*** Dataset excerpts ***

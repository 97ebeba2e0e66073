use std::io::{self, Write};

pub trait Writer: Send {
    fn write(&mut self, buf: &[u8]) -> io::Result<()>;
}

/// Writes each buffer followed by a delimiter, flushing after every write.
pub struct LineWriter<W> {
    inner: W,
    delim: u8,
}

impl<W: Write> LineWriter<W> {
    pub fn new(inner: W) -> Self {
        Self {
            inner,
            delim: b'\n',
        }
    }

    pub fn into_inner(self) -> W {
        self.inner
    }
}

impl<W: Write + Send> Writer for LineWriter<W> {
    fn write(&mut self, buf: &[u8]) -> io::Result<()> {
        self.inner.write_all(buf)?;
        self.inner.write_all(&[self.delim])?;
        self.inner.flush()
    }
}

***
*** Dataset excerpts ***

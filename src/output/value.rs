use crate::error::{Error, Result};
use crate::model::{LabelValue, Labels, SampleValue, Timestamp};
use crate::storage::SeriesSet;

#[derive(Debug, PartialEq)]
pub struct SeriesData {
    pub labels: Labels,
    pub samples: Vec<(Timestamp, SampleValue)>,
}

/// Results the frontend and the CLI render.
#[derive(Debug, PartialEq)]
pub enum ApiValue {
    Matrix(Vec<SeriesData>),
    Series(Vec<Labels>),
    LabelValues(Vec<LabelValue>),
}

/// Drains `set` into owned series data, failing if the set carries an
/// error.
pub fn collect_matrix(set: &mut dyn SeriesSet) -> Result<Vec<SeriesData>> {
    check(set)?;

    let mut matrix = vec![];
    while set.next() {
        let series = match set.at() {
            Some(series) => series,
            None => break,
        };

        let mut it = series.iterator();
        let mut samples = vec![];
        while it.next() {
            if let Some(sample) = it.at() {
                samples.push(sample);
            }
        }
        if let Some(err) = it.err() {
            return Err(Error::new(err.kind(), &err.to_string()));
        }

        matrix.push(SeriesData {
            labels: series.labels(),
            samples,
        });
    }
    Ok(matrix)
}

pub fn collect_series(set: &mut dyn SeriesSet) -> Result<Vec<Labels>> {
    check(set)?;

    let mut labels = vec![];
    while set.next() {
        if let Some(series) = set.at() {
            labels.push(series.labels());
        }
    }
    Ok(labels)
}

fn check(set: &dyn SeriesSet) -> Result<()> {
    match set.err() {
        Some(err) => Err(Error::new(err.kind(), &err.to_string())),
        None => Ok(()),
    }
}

***
*** Dataset excerpts ***

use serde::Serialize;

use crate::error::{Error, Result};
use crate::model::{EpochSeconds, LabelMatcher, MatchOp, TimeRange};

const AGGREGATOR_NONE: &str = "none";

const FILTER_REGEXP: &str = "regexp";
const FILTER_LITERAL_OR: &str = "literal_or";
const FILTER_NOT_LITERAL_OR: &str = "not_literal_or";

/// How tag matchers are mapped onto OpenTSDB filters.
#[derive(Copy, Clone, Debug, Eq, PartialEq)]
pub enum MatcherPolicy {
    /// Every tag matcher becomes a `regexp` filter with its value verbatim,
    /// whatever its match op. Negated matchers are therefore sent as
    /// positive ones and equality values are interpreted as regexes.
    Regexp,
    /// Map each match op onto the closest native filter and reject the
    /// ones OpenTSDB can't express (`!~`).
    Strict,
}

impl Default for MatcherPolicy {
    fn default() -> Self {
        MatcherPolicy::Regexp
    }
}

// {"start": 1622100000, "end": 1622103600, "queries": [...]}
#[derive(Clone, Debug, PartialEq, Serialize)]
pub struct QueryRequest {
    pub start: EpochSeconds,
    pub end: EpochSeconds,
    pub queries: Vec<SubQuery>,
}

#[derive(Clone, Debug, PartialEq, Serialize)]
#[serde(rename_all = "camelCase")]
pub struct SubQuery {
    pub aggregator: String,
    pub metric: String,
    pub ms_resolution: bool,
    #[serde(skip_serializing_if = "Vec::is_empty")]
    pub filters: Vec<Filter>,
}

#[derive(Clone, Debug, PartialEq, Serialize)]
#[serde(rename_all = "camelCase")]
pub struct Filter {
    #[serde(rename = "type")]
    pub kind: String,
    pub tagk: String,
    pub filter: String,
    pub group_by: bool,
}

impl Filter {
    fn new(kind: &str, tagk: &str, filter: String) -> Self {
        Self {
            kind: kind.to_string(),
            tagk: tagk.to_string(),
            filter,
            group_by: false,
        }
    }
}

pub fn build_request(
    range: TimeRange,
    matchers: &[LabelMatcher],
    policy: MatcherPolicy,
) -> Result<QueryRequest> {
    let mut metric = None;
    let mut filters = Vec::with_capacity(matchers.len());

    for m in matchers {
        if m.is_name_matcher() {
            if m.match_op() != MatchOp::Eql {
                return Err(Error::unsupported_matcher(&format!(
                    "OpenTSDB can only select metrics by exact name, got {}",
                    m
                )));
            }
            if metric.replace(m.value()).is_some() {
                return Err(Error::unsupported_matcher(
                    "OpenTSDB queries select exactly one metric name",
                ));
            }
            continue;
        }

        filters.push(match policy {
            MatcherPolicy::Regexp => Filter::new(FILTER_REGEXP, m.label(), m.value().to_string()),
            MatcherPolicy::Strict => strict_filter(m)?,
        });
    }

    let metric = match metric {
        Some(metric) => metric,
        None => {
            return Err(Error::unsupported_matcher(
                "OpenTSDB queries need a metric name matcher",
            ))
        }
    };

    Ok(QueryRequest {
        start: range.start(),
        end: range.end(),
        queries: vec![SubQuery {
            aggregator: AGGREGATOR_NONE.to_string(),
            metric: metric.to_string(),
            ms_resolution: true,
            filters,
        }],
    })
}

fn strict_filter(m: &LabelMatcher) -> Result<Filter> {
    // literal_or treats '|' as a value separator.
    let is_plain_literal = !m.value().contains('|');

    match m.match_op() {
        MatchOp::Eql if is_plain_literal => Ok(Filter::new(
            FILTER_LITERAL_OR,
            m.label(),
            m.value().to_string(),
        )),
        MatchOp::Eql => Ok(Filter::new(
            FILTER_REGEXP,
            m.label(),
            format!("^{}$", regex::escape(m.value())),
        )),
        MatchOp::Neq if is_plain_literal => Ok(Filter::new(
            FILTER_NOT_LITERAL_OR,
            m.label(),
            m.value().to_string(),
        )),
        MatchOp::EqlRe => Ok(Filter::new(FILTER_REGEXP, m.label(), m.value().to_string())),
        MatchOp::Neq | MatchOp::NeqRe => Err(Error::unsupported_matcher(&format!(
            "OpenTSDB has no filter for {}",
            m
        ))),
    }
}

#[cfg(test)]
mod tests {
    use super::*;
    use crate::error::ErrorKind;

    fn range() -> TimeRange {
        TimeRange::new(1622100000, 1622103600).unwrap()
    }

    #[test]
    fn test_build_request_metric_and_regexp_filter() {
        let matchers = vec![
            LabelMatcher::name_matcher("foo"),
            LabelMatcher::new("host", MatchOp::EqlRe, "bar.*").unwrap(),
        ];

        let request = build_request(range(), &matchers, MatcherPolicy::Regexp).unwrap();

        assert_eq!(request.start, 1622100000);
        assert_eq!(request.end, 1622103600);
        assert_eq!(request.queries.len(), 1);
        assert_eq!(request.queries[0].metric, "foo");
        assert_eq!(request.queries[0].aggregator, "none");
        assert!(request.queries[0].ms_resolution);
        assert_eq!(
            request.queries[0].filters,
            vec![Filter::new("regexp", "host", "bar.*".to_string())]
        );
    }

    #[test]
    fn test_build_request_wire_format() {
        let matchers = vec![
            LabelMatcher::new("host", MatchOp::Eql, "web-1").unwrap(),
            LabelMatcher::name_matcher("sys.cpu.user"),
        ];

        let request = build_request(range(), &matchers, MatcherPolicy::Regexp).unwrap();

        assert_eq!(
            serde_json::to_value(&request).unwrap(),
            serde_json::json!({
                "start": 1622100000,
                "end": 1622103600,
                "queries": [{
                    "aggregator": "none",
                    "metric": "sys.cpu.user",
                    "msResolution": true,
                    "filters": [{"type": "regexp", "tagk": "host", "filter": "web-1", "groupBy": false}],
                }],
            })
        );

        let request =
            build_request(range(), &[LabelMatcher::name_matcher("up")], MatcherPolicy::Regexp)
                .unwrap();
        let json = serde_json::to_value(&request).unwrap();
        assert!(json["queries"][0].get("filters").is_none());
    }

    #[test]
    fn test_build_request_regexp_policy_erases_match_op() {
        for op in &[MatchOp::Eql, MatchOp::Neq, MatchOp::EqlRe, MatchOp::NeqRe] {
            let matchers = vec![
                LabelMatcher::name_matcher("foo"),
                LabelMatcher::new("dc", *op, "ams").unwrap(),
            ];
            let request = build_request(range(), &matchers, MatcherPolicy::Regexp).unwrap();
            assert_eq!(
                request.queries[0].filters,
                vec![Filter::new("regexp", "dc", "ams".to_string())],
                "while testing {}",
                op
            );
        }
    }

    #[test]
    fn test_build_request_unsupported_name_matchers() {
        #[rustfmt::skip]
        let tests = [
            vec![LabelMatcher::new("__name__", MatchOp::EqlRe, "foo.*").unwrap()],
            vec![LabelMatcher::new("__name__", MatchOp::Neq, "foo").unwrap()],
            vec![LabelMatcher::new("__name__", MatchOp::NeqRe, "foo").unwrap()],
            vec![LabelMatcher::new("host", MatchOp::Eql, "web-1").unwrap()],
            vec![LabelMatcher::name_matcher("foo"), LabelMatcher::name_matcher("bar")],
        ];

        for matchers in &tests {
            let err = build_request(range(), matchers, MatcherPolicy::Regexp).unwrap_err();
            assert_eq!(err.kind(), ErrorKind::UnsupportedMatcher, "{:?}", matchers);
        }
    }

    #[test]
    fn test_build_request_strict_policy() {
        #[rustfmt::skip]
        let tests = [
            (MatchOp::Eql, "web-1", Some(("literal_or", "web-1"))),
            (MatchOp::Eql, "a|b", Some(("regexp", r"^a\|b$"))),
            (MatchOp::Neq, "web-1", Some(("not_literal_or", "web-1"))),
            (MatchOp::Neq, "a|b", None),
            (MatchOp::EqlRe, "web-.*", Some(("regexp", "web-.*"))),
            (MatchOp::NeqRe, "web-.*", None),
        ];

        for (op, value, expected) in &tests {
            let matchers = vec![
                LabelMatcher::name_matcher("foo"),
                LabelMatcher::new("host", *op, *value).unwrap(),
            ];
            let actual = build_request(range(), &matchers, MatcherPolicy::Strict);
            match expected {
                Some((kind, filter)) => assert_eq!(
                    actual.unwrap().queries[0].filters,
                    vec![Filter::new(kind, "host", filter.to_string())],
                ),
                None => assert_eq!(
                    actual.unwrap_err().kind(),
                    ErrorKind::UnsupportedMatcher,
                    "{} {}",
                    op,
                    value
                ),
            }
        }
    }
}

***

_Problem to work on_. In the entries above, please find the line with "Every tag matcher" and the line with "if m.match_op() != MatchOp::Eql", then write out exactly those two lines and every line between them, and nothing more.

_Exercise result_.
    /// Every tag matcher becomes a `regexp` filter with its value verbatim,
    /// whatever its match op. Negated matchers are therefore sent as
    /// positive ones and equality values are interpreted as regexes.
    Regexp,
    /// Map each match op onto the closest native filter and reject the
    /// ones OpenTSDB can't express (`!~`).
    Strict,
}

impl Default for MatcherPolicy {
    fn default() -> Self {
        MatcherPolicy::Regexp
    }
}

// {"start": 1622100000, "end": 1622103600, "queries": [...]}
#[derive(Clone, Debug, PartialEq, Serialize)]
pub struct QueryRequest {
    pub start: EpochSeconds,
    pub end: EpochSeconds,
    pub queries: Vec<SubQuery>,
}

#[derive(Clone, Debug, PartialEq, Serialize)]
#[serde(rename_all = "camelCase")]
pub struct SubQuery {
    pub aggregator: String,
    pub metric: String,
    pub ms_resolution: bool,
    #[serde(skip_serializing_if = "Vec::is_empty")]
    pub filters: Vec<Filter>,
}

#[derive(Clone, Debug, PartialEq, Serialize)]
#[serde(rename_all = "camelCase")]
pub struct Filter {
    #[serde(rename = "type")]
    pub kind: String,
    pub tagk: String,
    pub filter: String,
    pub group_by: bool,
}

impl Filter {
    fn new(kind: &str, tagk: &str, filter: String) -> Self {
        Self {
            kind: kind.to_string(),
            tagk: tagk.to_string(),
            filter,
            group_by: false,
        }
    }
}

pub fn build_request(
    range: TimeRange,
    matchers: &[LabelMatcher],
    policy: MatcherPolicy,
) -> Result<QueryRequest> {
    let mut metric = None;
    let mut filters = Vec::with_capacity(matchers.len());

    for m in matchers {
        if m.is_name_matcher() {
            if m.match_op() != MatchOp::Eql {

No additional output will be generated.